Nexstar Confirms $4.1B Tribune Media Acquisition To Become Leading Local TV Station Owner

Nexstar has confirmed its $4.1B acquisition of Tribune Media – making it the top local TV station owner in the U.S. and expanding its reach by 50%.

The merger, worth $6.4 billion including the assumption of debt, will see Nexstar acquire all outstanding shares of Tribune Media for $46.50 per share in cash. The transaction reflects a 15.5% premium to Tribune’s share price as of November 30.

Nexstar, which has grown in just 22 years from a single Pennsylvania radio station into a local TV giant, will vault ahead of Sinclair Broadcast Group after the deal closes. The transaction comes after Sinclair’s long-pending deal to acquire Tribune for $3.9 billion unraveled in the face of heightened regulatory scrutiny from the FCC. The official announcement of the deal noted that the price represents a 45% premium to the price on July 16, when the FCC dealt Tribune’s deal with Sinclair a fatal blow.

Chicago-based Tribune has 42 local TV stations—notably in major markets like New York, LA and Chicago — reaching about 50 million households, or 39% of the country. It also owns WGN America, a cable network carried in some 77 million homes, and a 31% stake in the Food Network, 5% of the Chicago Cubs baseball team and along with various digital assets.

After emerging from bankruptcy in late 2012, Tribune spun off its newspaper assets in 2014. Peter Liguori, a well-established TV executive known for his role in creating FX, ran the company until early 2017 and was succeeded by current CEO Peter Kern.

Completion of the deal is subject to approval by Tribune’s shareholders, as well approval by the FCC. Nexstar expects it to close by late in the third quarter of 2019.

Nexstar intends to divest some stations necessary to comply with regulatory ownership limits and may also divest other assets which it deems to be non-core. The announcement of the deal said the combined company will remain at the current 39% cap level, with 216 stations in 118 markets.
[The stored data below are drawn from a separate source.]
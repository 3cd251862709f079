//! Connection management.
//!
//! One [`Connection`] exclusively owns the TCP transport to one
//! controller. Reads are deadline-bounded: short polling slices are
//! accumulated against a single wall-clock deadline, so a response
//! trickling in byte by byte is still assembled, while total time is
//! bounded by the response timeout rather than the per-slice wait.

use crate::error::ClientError;
use bytes::BytesMut;
use ledenet_protocol::ProtocolError;
use std::net::SocketAddr;
use std::time::Duration;
use tokio::io::{AsyncReadExt, AsyncWriteExt};
use tokio::net::TcpStream;
use tokio::time::Instant;

/// Default connect timeout.
pub const DEFAULT_CONNECT_TIMEOUT: Duration = Duration::from_secs(5);

/// Default overall response timeout.
pub const DEFAULT_RESPONSE_TIMEOUT: Duration = Duration::from_secs(5);

/// Default per-attempt polling slice while assembling a response.
pub const DEFAULT_POLL_INTERVAL: Duration = Duration::from_millis(250);

/// Default retry budget for transient I/O failures.
pub const DEFAULT_RETRIES: u32 = 2;

/// Connection configuration.
#[derive(Debug, Clone)]
pub struct ConnectionConfig {
    /// Controller address.
    pub addr: SocketAddr,
    /// Connection timeout.
    pub connect_timeout: Duration,
    /// Overall deadline for assembling one response.
    pub response_timeout: Duration,
    /// Bounded wait per read attempt.
    pub poll_interval: Duration,
    /// Reconnect-and-retry budget for transient failures.
    pub retries: u32,
}

impl ConnectionConfig {
    pub fn new(addr: SocketAddr) -> Self {
        Self {
            addr,
            connect_timeout: DEFAULT_CONNECT_TIMEOUT,
            response_timeout: DEFAULT_RESPONSE_TIMEOUT,
            poll_interval: DEFAULT_POLL_INTERVAL,
            retries: DEFAULT_RETRIES,
        }
    }

    pub fn with_connect_timeout(mut self, timeout: Duration) -> Self {
        self.connect_timeout = timeout;
        self
    }

    pub fn with_response_timeout(mut self, timeout: Duration) -> Self {
        self.response_timeout = timeout;
        self
    }

    pub fn with_poll_interval(mut self, interval: Duration) -> Self {
        self.poll_interval = interval;
        self
    }

    pub fn with_retries(mut self, retries: u32) -> Self {
        self.retries = retries;
        self
    }
}

/// An exclusively owned transport to one controller.
pub struct Connection {
    config: ConnectionConfig,
    stream: Option<TcpStream>,
}

impl Connection {
    /// Creates a new connection (not yet connected).
    pub fn new(config: ConnectionConfig) -> Self {
        Self {
            config,
            stream: None,
        }
    }

    pub fn config(&self) -> &ConnectionConfig {
        &self.config
    }

    pub fn is_connected(&self) -> bool {
        self.stream.is_some()
    }

    /// Opens the transport, replacing any existing one.
    pub async fn connect(&mut self) -> Result<(), ClientError> {
        self.close().await;
        tracing::debug!("connecting to {}", self.config.addr);

        let stream = tokio::time::timeout(
            self.config.connect_timeout,
            TcpStream::connect(self.config.addr),
        )
        .await
        .map_err(|_| ClientError::Timeout)?
        .map_err(ClientError::Io)?;

        stream.set_nodelay(true).ok();
        self.stream = Some(stream);
        Ok(())
    }

    /// Closes the transport.
    pub async fn close(&mut self) {
        if let Some(mut stream) = self.stream.take() {
            let _ = stream.shutdown().await;
        }
    }

    /// Writes one complete command frame.
    pub async fn send(&mut self, frame: &[u8]) -> Result<(), ClientError> {
        let stream = self.stream.as_mut().ok_or(ClientError::NotConnected)?;
        tracing::debug!(frame = %hex::encode(frame), "sending command");
        stream.write_all(frame).await.map_err(ClientError::Io)
    }

    /// Reads exactly `len` bytes within the response deadline.
    ///
    /// On deadline expiry the partial buffer is discarded and a short
    /// response error is returned; the caller decides whether to
    /// retry.
    pub async fn read_exact_deadline(&mut self, len: usize) -> Result<Vec<u8>, ClientError> {
        let deadline = Instant::now() + self.config.response_timeout;
        let buf = self.read_until(len, deadline).await?;
        if buf.len() < len {
            tracing::debug!(
                expected = len,
                got = buf.len(),
                "response deadline elapsed, discarding partial"
            );
            return Err(ClientError::Protocol(ProtocolError::ShortResponse {
                expected: len,
                got: buf.len(),
            }));
        }
        tracing::debug!(frame = %hex::encode(&buf), "received response");
        Ok(buf)
    }

    /// Best-effort probe read: returns whatever arrived within `wait`,
    /// possibly nothing. Used by the variant detector.
    pub async fn read_some(&mut self, max: usize, wait: Duration) -> Result<Vec<u8>, ClientError> {
        let deadline = Instant::now() + wait;
        let buf = self.read_until(max, deadline).await?;
        tracing::debug!(frame = %hex::encode(&buf), "probe read");
        Ok(buf)
    }

    /// Accumulates up to `max` bytes in polling slices until the
    /// deadline. Returns early once `max` bytes arrived.
    async fn read_until(&mut self, max: usize, deadline: Instant) -> Result<Vec<u8>, ClientError> {
        let stream = self.stream.as_mut().ok_or(ClientError::NotConnected)?;
        let mut buf = BytesMut::with_capacity(max);
        let mut chunk = vec![0u8; max];

        while buf.len() < max {
            let now = Instant::now();
            if now >= deadline {
                break;
            }
            let slice = self.config.poll_interval.min(deadline - now);
            let want = max - buf.len();

            match tokio::time::timeout(slice, stream.read(&mut chunk[..want])).await {
                // slice elapsed with no data; keep polling until the deadline
                Err(_) => continue,
                Ok(Ok(0)) => return Err(ClientError::ConnectionClosed),
                Ok(Ok(n)) => buf.extend_from_slice(&chunk[..n]),
                Ok(Err(e)) => return Err(ClientError::Io(e)),
            }
        }
        Ok(buf.to_vec())
    }
}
Perry Sook, Chairman, President and CEO of Nexstar, called the combination with Tribune “a strategically, financially and operationally compelling opportunity that brings immediate value to shareholders of both companies. We have thoughtfully structured the transaction in a manner that positions the combined entity to better compete in today’s rapidly transforming industry landscape and better serve the local communities, consumers and businesses where we operate. As with our past transactions, we have developed a comprehensive regulatory compliance plan and believe we have a clear path to closing. With committed financing and a plan for significant synergy realization that will result in only a minimal increase in Nexstar’s pro-forma leverage, the combined entity will be poised for growth, leverage reduction and increased capital returns for shareholders.”

“The transaction offers synergies related to the enhanced scale of the combined broadcast and digital media operations, and increases our audience reach by approximately 50%. Furthermore, the addition of the Tribune Media broadcast assets further expands our geographic diversity, as pro forma for the completion of the transaction, we will serve 18 of the nation’s top 25 markets and 37 of the top 50 markets,” he added.

Peter Kern, CEO of Tribune Media, added, “We are delighted to have reached this agreement with Nexstar as it provides Tribune shareholders with substantial value and a well-defined path to closing. Together with Nexstar we can better compete by delivering a nationally integrated, comprehensive and competitive offering across all our markets. We believe this combination will produce an even stronger broadcast and digital platform that builds on the accomplishments of both companies and benefits our viewers and advertisers. The premium value our shareholders are receiving reflects the hard work of our dedicated Tribune employees in maximizing the value of our portfolio. I look forward to working closely with the Nexstar team to deliver on the value of this compelling combination and to ensure a smooth transition and integration of our companies.”